:: INFORMATION SHOWN ::
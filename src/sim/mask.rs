//! Pixel masks for collision
//!
//! A mask is a `width x height` grid of solid/empty pixels anchored at the
//! top-left of its body's bounding rect. Two bodies collide only if at least
//! one pixel is solid in both masks at the same screen location, so corner
//! overlaps of round sprites do not count.

use serde::{Deserialize, Serialize};

/// Integer screen-space rectangle (top-left origin, y grows downward)
#[derive(Debug, Clone, Copy, PartialEq, Eq, Serialize, Deserialize)]
pub struct Rect {
    pub x: i32,
    pub y: i32,
    pub w: u32,
    pub h: u32,
}

impl Rect {
    pub fn new(x: i32, y: i32, w: u32, h: u32) -> Self {
        Self { x, y, w, h }
    }

    #[inline]
    pub fn left(&self) -> i32 {
        self.x
    }

    #[inline]
    pub fn right(&self) -> i32 {
        self.x + self.w as i32
    }

    #[inline]
    pub fn top(&self) -> i32 {
        self.y
    }

    #[inline]
    pub fn bottom(&self) -> i32 {
        self.y + self.h as i32
    }

    /// Overlapping region of two rects, if any
    pub fn intersection(&self, other: &Rect) -> Option<Rect> {
        let left = self.left().max(other.left());
        let right = self.right().min(other.right());
        let top = self.top().max(other.top());
        let bottom = self.bottom().min(other.bottom());
        if left < right && top < bottom {
            Some(Rect::new(left, top, (right - left) as u32, (bottom - top) as u32))
        } else {
            None
        }
    }
}

/// Fallback shapes used both for masks and for placeholder rendering
#[derive(Debug, Clone, Copy, PartialEq, Eq, Serialize, Deserialize)]
pub enum Shape {
    Rect,
    Ellipse,
    Diamond,
}

/// Solid-pixel grid
#[derive(Debug, Clone, PartialEq, Eq)]
pub struct Mask {
    width: u32,
    height: u32,
    bits: Vec<bool>,
}

impl Mask {
    /// Build a mask by sampling each pixel centre
    pub fn from_fn(width: u32, height: u32, mut solid: impl FnMut(u32, u32) -> bool) -> Self {
        let mut bits = Vec::with_capacity((width * height) as usize);
        for y in 0..height {
            for x in 0..width {
                bits.push(solid(x, y));
            }
        }
        Self { width, height, bits }
    }

    /// Rasterize a fallback shape filling `width x height`
    pub fn from_shape(shape: Shape, width: u32, height: u32) -> Self {
        let half_w = width as f32 / 2.0;
        let half_h = height as f32 / 2.0;
        // Normalized offset of a pixel centre from the shape centre
        let norm = move |x: u32, y: u32| {
            (
                (x as f32 + 0.5 - half_w) / half_w,
                (y as f32 + 0.5 - half_h) / half_h,
            )
        };
        match shape {
            Shape::Rect => Self::from_fn(width, height, |_, _| true),
            Shape::Ellipse => Self::from_fn(width, height, |x, y| {
                let (dx, dy) = norm(x, y);
                dx * dx + dy * dy <= 1.0
            }),
            Shape::Diamond => Self::from_fn(width, height, |x, y| {
                let (dx, dy) = norm(x, y);
                dx.abs() + dy.abs() <= 1.0
            }),
        }
    }

    pub fn width(&self) -> u32 {
        self.width
    }

    pub fn height(&self) -> u32 {
        self.height
    }

    #[inline]
    pub fn get(&self, x: u32, y: u32) -> bool {
        x < self.width && y < self.height && self.bits[(y * self.width + x) as usize]
    }

    /// Number of solid pixels
    pub fn count(&self) -> usize {
        self.bits.iter().filter(|&&b| b).count()
    }
}

/// Pixel-level overlap of two masks placed at `a` and `b`
///
/// The rects give each mask's screen placement; only their intersection is
/// scanned.
pub fn masks_overlap(a_rect: &Rect, a: &Mask, b_rect: &Rect, b: &Mask) -> bool {
    let Some(region) = a_rect.intersection(b_rect) else {
        return false;
    };
    for sy in region.top()..region.bottom() {
        for sx in region.left()..region.right() {
            let ax = (sx - a_rect.x) as u32;
            let ay = (sy - a_rect.y) as u32;
            let bx = (sx - b_rect.x) as u32;
            let by = (sy - b_rect.y) as u32;
            if a.get(ax, ay) && b.get(bx, by) {
                return true;
            }
        }
    }
    false
}
//! Spawn scheduling and spawn decisions
//!
//! Spawning runs off an explicit deadline on the session's frame clock rather
//! than an engine timer, so a seeded run always spawns on the same frames.

use rand::Rng;
use serde::{Deserialize, Serialize};

use super::field::Lane;
use crate::tuning::Tuning;

/// What the controller decided to emit on a spawn tick
#[derive(Debug, Clone, Copy, PartialEq, Eq, Serialize, Deserialize)]
pub enum Spawn {
    Number { value: u32, lane: Lane },
    PowerUp { lane: Lane },
}

/// Spawn deadline and period
#[derive(Debug, Clone, PartialEq, Serialize, Deserialize)]
pub struct SpawnController {
    /// Frame-clock time of the next spawn tick
    pub next_spawn_at_ms: f64,
    /// Current tick period
    pub period_ms: u32,
}

impl SpawnController {
    /// First spawn one period after `clock_ms`
    pub fn new(clock_ms: f64, period_ms: u32) -> Self {
        Self {
            next_spawn_at_ms: clock_ms + period_ms as f64,
            period_ms,
        }
    }

    /// Returns true if a spawn tick is due, moving the deadline one period on
    pub fn poll(&mut self, clock_ms: f64) -> bool {
        if clock_ms >= self.next_spawn_at_ms {
            self.next_spawn_at_ms += self.period_ms as f64;
            true
        } else {
            false
        }
    }

    /// Change the period; the next tick is one new period from now
    pub fn reschedule(&mut self, clock_ms: f64, period_ms: u32) {
        self.period_ms = period_ms;
        self.next_spawn_at_ms = clock_ms + period_ms as f64;
    }

    /// Decide what to emit on a spawn tick
    ///
    /// A power-up is only possible when the player holds no charge and none
    /// is already scrolling.
    pub fn on_tick<R: Rng>(
        &self,
        rng: &mut R,
        tuning: &Tuning,
        max_number: u32,
        charged: bool,
        powerup_in_flight: bool,
    ) -> Spawn {
        let roll_powerup = rng.random_bool(tuning.powerup_spawn_chance);
        let lane = if rng.random_bool(0.5) {
            Lane::Top
        } else {
            Lane::Bottom
        };

        if roll_powerup && !charged && !powerup_in_flight {
            return Spawn::PowerUp { lane };
        }

        let max = max_number.max(tuning.min_number);
        let value = rng.random_range(tuning.min_number..=max);
        Spawn::Number { value, lane }
    }
}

:: REQUIRED WORK ::
When the line containing "location, so corner" is reached, include it and stop. Until then, output each line of the entries exactly as given, starting from the first.

:: RESPONSE ::
filename src/sim/mask.rs
//! Pixel masks for collision
//!
//! A mask is a `width x height` grid of solid/empty pixels anchored at the
//! top-left of its body's bounding rect. Two bodies collide only if at least
//! one pixel is solid in both masks at the same screen location, so corner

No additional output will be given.